Hospitals are supportive
A regulatory approach works in Maryland partly because all stakeholders — hospitals, doctors and patients — have bought into it. Carmela Coyle, president of the Maryland Hospital Association, says the state's hospitals strongly support the system and work closely with Murray's 29-person regulatory staff on a daily basis. It's "equitable and predictable," she says, and it ensures that everyone has access to high quality hospitals. Facilities in poor areas of Baltimore, for example, do not suffer disproportionate financial burdens.
"But the system is in need of modernization," Coyle says. The biggest problem is that Maryland's federal charter allows it to regulate only those services provided within a hospital building or campus. As more and more doctors set up outside operations such as ambulatory surgery centers, medical imaging and diagnostic testing in smaller facilities, regulated hospitals stand to lose business to these less-expensive providers.
Len Nichols, a health policy expert at George Mason University in Virginia, agrees. Effective cost regulation eventually would have to expand to cover these services, he says. Otherwise, it stands to become gradually less relevant to the real world. Even today, hospital services account for only one-third of all health care costs.
Still, says Murray, "Maryland has bent the cost curve over the last 30 years" without micromanaging. By setting separate spending maximums for each hospital, his small staff has been able to spread the cost of uncompensated care across the state's $14 billion hospital industry. This has ensured that every hospital maintained profitability, although at relatively low margins. In addition, the state's Medicaid program has not suffered the same kind of spiraling cost increases other states have experienced.
Maryland hasn't always been a lone regulator. In the mid 1970s, Massachusetts, New York and New Jersey also set hospital prices and fees. In the decade that followed, hospital expenditures in those places declined. Earlier in the 20th century, a majority of states imposed some form of price regulation on hospitals. Since then, however, state and federal health officials have opted for letting the market regulate prices, banking on increased competition among managed care and health maintenance organizations to keep costs down.
The American Hospital Association has argued that consolidation in the industry since the 1990s created economies of scale that have generated greater investment in technology and improved safety and quality. But critics say it has also resulted in runaway price escalation.
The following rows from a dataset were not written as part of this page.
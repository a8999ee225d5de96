/*!
This library describes an Ignition spec generation, i.e. the family of config versions sharing one
wire format, and provides the functionality build scripts need to compile generation-specific code.

Exactly one generation is rendered by any given build of `ignition-config`. The choice is made with
the `IGNITION_GENERATION` environment variable, read by that crate's `build.rs`.
*/

use error::Error;
use serde::de::Error as SerdeError;
use serde::{Deserialize, Deserializer, Serialize, Serializer};
use snafu::{ensure, OptionExt, ResultExt};
use std::env::VarError;
use std::fmt::{Display, Formatter};
use std::str::FromStr;

/// The name of the environment variable that selects the generation. Generation-sensitive crates
/// need to be rebuilt if this changes.
pub const GENERATION_ENV: &str = "IGNITION_GENERATION";

/// The name of the `cfg` emitted by [`Generation::emit_cfgs`].
pub const GENERATION_CFG: &str = "ignition_generation";

pub type Result<T> = std::result::Result<T, error::Error>;

pub mod error {
    use snafu::Snafu;

    #[derive(Debug, Snafu)]
    #[snafu(visibility(pub(super)))]
    pub enum Error {
        #[snafu(display(
            "The 'IGNITION_GENERATION' environment variable is missing or unable to be read: {}",
            source
        ))]
        GenerationEnv { source: std::env::VarError },

        #[snafu(display("Ignition generation may not be empty"))]
        Empty,

        #[snafu(display("Unable to read a major version from Ignition generation '{}'", input))]
        MajorVersion { input: String },

        #[snafu(display(
            "Unsupported Ignition generation '{}', expected one of 'v2' or 'v3'",
            input
        ))]
        Unsupported { input: String },
    }
}

/// # Generation
///
/// An Ignition spec generation. Configs within one generation share their wire format, and the
/// newest version of the generation is what documents are tagged with.
///
/// Generations may be written as the bare major version or as any version in the generation, with
/// or without a leading `v`:
/// - `v2`, `2`, `2.2`, `2.4.0`
/// - `v3`, `3`, `3.0`, `3.1.0`
///
/// # Example
///
/// ```rust
/// use ignition_generation::Generation;
/// let generation: Generation = "3.1.0".parse().unwrap();
///
/// assert_eq!(generation, Generation::V3);
/// assert_eq!(generation.to_string(), "v3");
///
/// // In a `build.rs` file, you may want to emit cfgs that you can use for conditional compilation.
/// generation.emit_cfgs();
/// ```
#[derive(Debug, Clone, Copy, Eq, PartialEq, Ord, PartialOrd, Hash, Default)]
pub enum Generation {
    /// Ignition 2.x, rendered as version 2.4.0.
    #[default]
    V2,
    /// Ignition 3.x, rendered as version 3.1.0.
    V3,
}

impl Generation {
    /// Create a `Generation` from the `IGNITION_GENERATION` environment variable's value, which
    /// must name a supported generation. An unset environment variable yields the default
    /// generation.
    pub fn from_env_or_default() -> Result<Self> {
        match std::env::var(GENERATION_ENV) {
            Err(VarError::NotPresent) => Ok(Self::default()),
            Err(source) => Err(source).context(error::GenerationEnvSnafu),
            Ok(value) => value.parse(),
        }
    }

    /// The major Ignition version of this generation.
    pub fn major(&self) -> u32 {
        match self {
            Generation::V2 => 2,
            Generation::V3 => 3,
        }
    }

    /// The identifier used for this generation in the emitted `cfg`.
    pub fn as_str(&self) -> &'static str {
        match self {
            Generation::V2 => "v2",
            Generation::V3 => "v3",
        }
    }

    /// This can be used in a `build.rs` file to tell cargo that the crate needs to be rebuilt if
    /// the generation changes.
    pub fn rerun_if_changed() {
        println!("cargo:rerun-if-env-changed={}", GENERATION_ENV);
    }

    /// This can be used in a `build.rs` file to emit a `cfg` value for conditional compilation
    /// based on the generation. This function also emits rerun-if-changed so that
    /// generation-sensitive builds will rebuild if the generation changes.
    ///
    /// # Example
    ///
    /// Given the generation `v3`, if this function has been called in `build.rs`, then
    /// `#[cfg(ignition_generation = "v3")]` evaluates to `true`.
    pub fn emit_cfgs(&self) {
        Self::rerun_if_changed();
        println!(
            "cargo:rustc-check-cfg=cfg({}, values(\"v2\", \"v3\"))",
            GENERATION_CFG
        );
        println!("cargo:rustc-cfg={}=\"{}\"", GENERATION_CFG, self.as_str());
    }

    fn parse(value: &str) -> Result<Self> {
        let trimmed = value.trim();
        ensure!(!trimmed.is_empty(), error::EmptySnafu);
        let version = trimmed
            .strip_prefix('v')
            .or_else(|| trimmed.strip_prefix('V'))
            .unwrap_or(trimmed);
        let major = version
            .split('.')
            .next()
            .and_then(|major| major.parse::<u32>().ok())
            .context(error::MajorVersionSnafu { input: value })?;
        match major {
            2 => Ok(Generation::V2),
            3 => Ok(Generation::V3),
            _ => error::UnsupportedSnafu { input: value }.fail(),
        }
    }
}

impl FromStr for Generation {
    type Err = Error;

    fn from_str(s: &str) -> Result<Self> {
        Generation::parse(s)
    }
}

impl TryFrom<&str> for Generation {
    type Error = Error;

    fn try_from(value: &str) -> std::result::Result<Self, Self::Error> {
        Generation::parse(value)
    }
}

impl Display for Generation {
    fn fmt(&self, f: &mut Formatter<'_>) -> std::fmt::Result {
        f.write_str(self.as_str())
    }
}

impl Serialize for Generation {
    fn serialize<S>(&self, serializer: S) -> std::result::Result<S::Ok, S::Error>
    where
        S: Serializer,
    {
        serializer.serialize_str(self.as_str())
    }
}

impl<'de> Deserialize<'de> for Generation {
    fn deserialize<D>(deserializer: D) -> std::result::Result<Generation, D::Error>
    where
        D: Deserializer<'de>,
    {
        let value = String::deserialize(deserializer)?;
        Generation::parse(&value)
            .map_err(|e| D::Error::custom(format!("Error parsing Ignition generation: {}", e)))
    }
}

#[test]
fn parse_ok() {
    struct Test {
        input: &'static str,
        generation: Generation,
        major: u32,
    }

    let tests = vec![
        Test {
            input: "v2",
            generation: Generation::V2,
            major: 2,
        },
        Test {
            input: "2.2",
            generation: Generation::V2,
            major: 2,
        },
        Test {
            input: "2.4.0",
            generation: Generation::V2,
            major: 2,
        },
        Test {
            input: " V3 ",
            generation: Generation::V3,
            major: 3,
        },
        Test {
            input: "3.1.0",
            generation: Generation::V3,
            major: 3,
        },
    ];

    for test in tests {
        let parsed: Generation = test.input.parse().unwrap();
        assert_eq!(parsed, test.generation);
        assert_eq!(parsed.major(), test.major);
    }
}

#[test]
fn parse_err() {
    let tests = vec!["", "  ", "v", "vx", "1", "4.0.0", "two"];
    for test in tests {
        let result = Generation::try_from(test);
        assert!(
            result.is_err(),
            "Expected Generation::try_from(\"{}\") to return an error",
            test
        );
    }
}

#[test]
fn serde_round_trip() {
    let json = serde_json::to_string(&Generation::V3).unwrap();
    assert_eq!(json, "\"v3\"");
    let parsed: Generation = serde_json::from_str("\"2.4\"").unwrap();
    assert_eq!(parsed, Generation::V2);
    assert!(serde_json::from_str::<Generation>("\"5\"").is_err());
}

#[test]
fn from_env() {
    // The only test touching the environment, so nothing races with it
    std::env::set_var(GENERATION_ENV, "3.1");
    assert_eq!(Generation::from_env_or_default().unwrap(), Generation::V3);
    std::env::set_var(GENERATION_ENV, "v4");
    assert!(Generation::from_env_or_default().is_err());
    std::env::remove_var(GENERATION_ENV);
    assert_eq!(Generation::from_env_or_default().unwrap(), Generation::V2);
}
Whether other states will emulate Maryland's system is an open question. Any attempt to invoke cost regulation relies heavily on the people involved and the voluntary cooperation of the state's hospitals. That is not always easy to achieve. In the end, however, Murray insists that the regulatory approach relies on a simple concept: "It's no surprise that when people try to stick to a budget, they tend to limit their needs. Hospitals are no different."